Are ransomware and encryption nonetheless the defining indicators of recent cyberattacks, or has the business been too fixated on noise whereas lacking a extra harmful shift taking place quietly throughout them?
Based on Picus Labs’ new Pink Report 2026, which analyzed over 1.1 million malicious recordsdata and mapped 15.5 million adversarial actions noticed throughout 2025, attackers are now not optimizing for disruption. As a substitute, their objective is now long-term, invisible entry.
To be clear, ransomware isn’t going anyplace, and adversaries proceed to innovate. However the information exhibits a transparent strategic pivot away from loud, damaging assaults towards strategies designed to evade detection, persist inside environments, and quietly exploit identification and trusted infrastructure. Relatively than breaking in and burning techniques down, at present’s attackers more and more behave like Digital Parasites. They dwell contained in the host, feed on credentials and providers, and stay undetected for so long as doable.
Public consideration typically gravitates towards dramatic outages and visual impression. The info on this 12 months’s Pink Report tells a quieter story, one which reveals the place defenders are literally dropping visibility.
The Ransomware Sign Is Fading
For the previous decade, ransomware encryption served because the clearest sign of cyber danger. When your techniques locked up and your operations froze, compromise was plain.
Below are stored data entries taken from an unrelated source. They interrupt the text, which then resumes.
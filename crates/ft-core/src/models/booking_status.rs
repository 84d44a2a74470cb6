use serde::{Deserialize, Serialize};

/// Booking lifecycle status.
///
/// Statuses the server adds later land in `Other` instead of failing the
/// whole collection.
#[derive(Debug, Clone, PartialEq, Eq, Default, Serialize, Deserialize)]
#[serde(from = "String", into = "String")]
pub enum BookingStatus {
    #[default]
    Scheduled,
    Confirmed,
    Completed,
    Cancelled,
    Other(String),
}

impl BookingStatus {
    pub fn as_str(&self) -> &str {
        match self {
            Self::Scheduled => "scheduled",
            Self::Confirmed => "confirmed",
            Self::Completed => "completed",
            Self::Cancelled => "cancelled",
            Self::Other(value) => value,
        }
    }
}

impl From<String> for BookingStatus {
    fn from(value: String) -> Self {
        match value.as_str() {
            "scheduled" => Self::Scheduled,
            "confirmed" => Self::Confirmed,
            "completed" => Self::Completed,
            "cancelled" => Self::Cancelled,
            _ => Self::Other(value),
        }
    }
}

impl From<BookingStatus> for String {
    fn from(status: BookingStatus) -> Self {
        status.as_str().to_string()
    }
}

impl std::fmt::Display for BookingStatus {
    fn fmt(&self, f: &mut std::fmt::Formatter<'_>) -> std::fmt::Result {
        write!(f, "{}", self.as_str())
    }
}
That sign is now dropping relevance. Yr over 12 months, Data Encrypted for Affect (T1486) dropped by 38%, declining from 21.00% in 2024 to 12.94% in 2025. This decline doesn’t present decreased attacker functionality. It displays a deliberate shift in technique as an alternative.
Relatively than locking information to drive cost, menace actors are shifting towards information extortion as their major monetization mannequin. By avoiding encryption, attackers preserve techniques operational whereas they:
- Quietly exfiltrate delicate information
- Harvest credentials and tokens
- Stay embedded in environments for prolonged intervals
- Apply strain later by means of extortion somewhat than disruption
The implication is obvious: impression is now not outlined by locked techniques, however by how lengthy attackers can keep entry inside a number’s techniques with out being detected.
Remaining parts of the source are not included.